Many things happen around the holidays, whether they be good or bad. Friends and family get together and renew love that is always there for each other, dormant. Or are they?
My family seems to be at a time where we seem split, almost down the middle. In comparison to when I was young, I feel as though my family has grown apart more than closer together. I know that each of my mother's siblings have started their own families and have been expanding, but it just doesn't seem right to not have everyone together for the holidays. I wish my family would solve their differences.
As my boyfriend, Joseph, and I become closer and more serious in our relationship, we have began to try and equally divide our time so that we spend time with both of our families. It's kind of hard to do, I must admit. He's going to Kansas next weekend to have his Thanksgiving with the larger part of his family, but I am staying in Oklahoma. He came and had dinner with my family on the actual day. I don't know what we are going to do for Christmas though, I bet we figure it out.
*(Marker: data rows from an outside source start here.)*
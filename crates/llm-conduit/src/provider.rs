//! Provider trait and request types.
//!
//! - **[`Provider`]** is what every dialect crate implements, using
//!   native async-fn-in-traits.
//! - **[`DynProvider`]** is its object-safe mirror with boxed futures. A
//!   blanket impl covers every `Provider`, so any backend can be stored
//!   as `Box<dyn DynProvider>` (which is what the
//!   [`registry`](crate::registry) hands out).
//!
//! All request configuration lives in [`ChatParams`]. Its
//! [`timeout`](ChatParams::timeout) and
//! [`extra_headers`](ChatParams::extra_headers) fields are transport
//! concerns and are skipped during serialization.

use std::borrow::Cow;
use std::collections::{HashMap, HashSet};
use std::future::Future;
use std::pin::Pin;
use std::time::Duration;

use serde::{Deserialize, Serialize};
use serde_json::Value;

use crate::chat::Message;
use crate::error::LlmError;
use crate::response::Response;
use crate::stream::StreamingResponse;

/// The core trait every LLM provider implements.
///
/// `Provider` is not object-safe; use [`DynProvider`] behind `dyn`.
pub trait Provider: Send + Sync {
    /// Sends a request and returns the full, buffered response.
    fn generate(&self, params: &ChatParams)
    -> impl Future<Output = Result<Response, LlmError>> + Send;

    /// Sends a streaming request.
    ///
    /// Resolves once the response headers arrive. An error status is
    /// returned here as [`LlmError::Api`], before any streaming starts.
    fn stream(
        &self,
        params: &ChatParams,
    ) -> impl Future<Output = Result<StreamingResponse, LlmError>> + Send;

    /// Static metadata describing this provider instance.
    fn metadata(&self) -> ProviderMetadata;
}

/// Object-safe counterpart of [`Provider`].
///
/// ```rust,no_run
/// use llm_conduit::{ChatParams, DynProvider, Message};
///
/// async fn ask(provider: &dyn DynProvider, question: &str) -> String {
///     let params = ChatParams {
///         messages: vec![Message::user(question)],
///         ..Default::default()
///     };
///     let stream = provider.stream_boxed(&params).await.unwrap();
///     stream.collect().await.unwrap().text().to_owned()
/// }
/// ```
pub trait DynProvider: Send + Sync {
    /// Boxed-future version of [`Provider::generate`].
    fn generate_boxed<'a>(
        &'a self,
        params: &'a ChatParams,
    ) -> Pin<Box<dyn Future<Output = Result<Response, LlmError>> + Send + 'a>>;

    /// Boxed-future version of [`Provider::stream`].
    fn stream_boxed<'a>(
        &'a self,
        params: &'a ChatParams,
    ) -> Pin<Box<dyn Future<Output = Result<StreamingResponse, LlmError>> + Send + 'a>>;

    /// Static metadata describing this provider instance.
    fn metadata(&self) -> ProviderMetadata;
}

impl<T: Provider> DynProvider for T {
    fn generate_boxed<'a>(
        &'a self,
        params: &'a ChatParams,
    ) -> Pin<Box<dyn Future<Output = Result<Response, LlmError>> + Send + 'a>> {
        Box::pin(self.generate(params))
    }

    fn stream_boxed<'a>(
        &'a self,
        params: &'a ChatParams,
    ) -> Pin<Box<dyn Future<Output = Result<StreamingResponse, LlmError>> + Send + 'a>> {
        Box::pin(self.stream(params))
    }

    fn metadata(&self) -> ProviderMetadata {
        Provider::metadata(self)
    }
}

/// Describes a provider instance: its name, model, and capabilities.
#[derive(Debug, Clone, PartialEq, Eq, Serialize, Deserialize)]
pub struct ProviderMetadata {
    /// Provider name (`"openai"`, `"anthropic"`, ...).
    pub name: Cow<'static, str>,
    /// The configured model identifier.
    pub model: String,
    /// Context window size in tokens, as far as the provider crate knows.
    pub context_window: u64,
    /// Features this provider supports.
    pub capabilities: HashSet<Capability>,
}

/// A feature a provider may support.
#[derive(Debug, Clone, Copy, PartialEq, Eq, Hash, Serialize, Deserialize)]
#[non_exhaustive]
pub enum Capability {
    /// Function/tool calling.
    Tools,
    /// Reasoning or thinking output.
    Reasoning,
    /// Image understanding.
    Vision,
    /// Citations or URL annotations on the output.
    Citations,
}

/// Parameters for a chat request.
///
/// ```rust
/// use llm_conduit::{ChatParams, Message};
///
/// let params = ChatParams {
///     messages: vec![Message::user("Hello")],
///     max_tokens: Some(256),
///     temperature: Some(0.7),
///     ..Default::default()
/// };
/// ```
#[derive(Debug, Clone, PartialEq, Default, Serialize, Deserialize)]
pub struct ChatParams {
    /// The conversation history.
    pub messages: Vec<Message>,
    /// Tool definitions the model may invoke.
    pub tools: Option<Vec<ToolDefinition>>,
    /// Whether and how the model uses tools.
    pub tool_choice: Option<ToolChoice>,
    /// Sampling temperature.
    pub temperature: Option<f32>,
    /// Upper bound on generated tokens.
    pub max_tokens: Option<u32>,
    /// System prompt, for providers that take it outside the message list.
    pub system: Option<String>,
    /// Per-request timeout. Skipped during serialization.
    #[serde(skip)]
    pub timeout: Option<Duration>,
    /// Extra HTTP headers for this request. Skipped during serialization.
    #[serde(skip)]
    pub extra_headers: Option<http::HeaderMap>,
    /// Provider-specific top-level request fields, merged into the body.
    pub metadata: HashMap<String, Value>,
}

/// A tool the model can invoke.
#[derive(Debug, Clone, PartialEq, Serialize, Deserialize)]
pub struct ToolDefinition {
    /// The tool's name.
    pub name: String,
    /// What the tool does, shown to the model.
    pub description: String,
    /// JSON Schema of the tool's input.
    pub parameters: Value,
}

/// Controls whether the model uses tools.
#[derive(Debug, Clone, PartialEq, Eq, Serialize, Deserialize)]
#[non_exhaustive]
pub enum ToolChoice {
    /// The model decides.
    Auto,
    /// The model must not call tools.
    None,
    /// The model must call at least one tool.
    Required,
    /// The model must call this tool.
    Specific(String),
}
I have a confession to make: I hate meeting my significant other's family. I've had bad experiences in the past and so I just don't know how to handle the situation now.
With that confession out of the way, Joseph and I are going to be spending New Year's Eve with his grandparents in Sulpher, Oklahoma. He adores his grandparents so much and I really can't wait to meet them, I just don't want them to be disappointed in their grandson's choice of girlfriend. I'm so afraid of judgement. Ugh.
The holidays have much in store for me, it seems. I will just have to wait and see how it all pans out. I hope your holidays are all fine and dandy. Hopefully your turkeys were plump, your deer will be large, and your Christmas will be filled with much love and the joy of giving.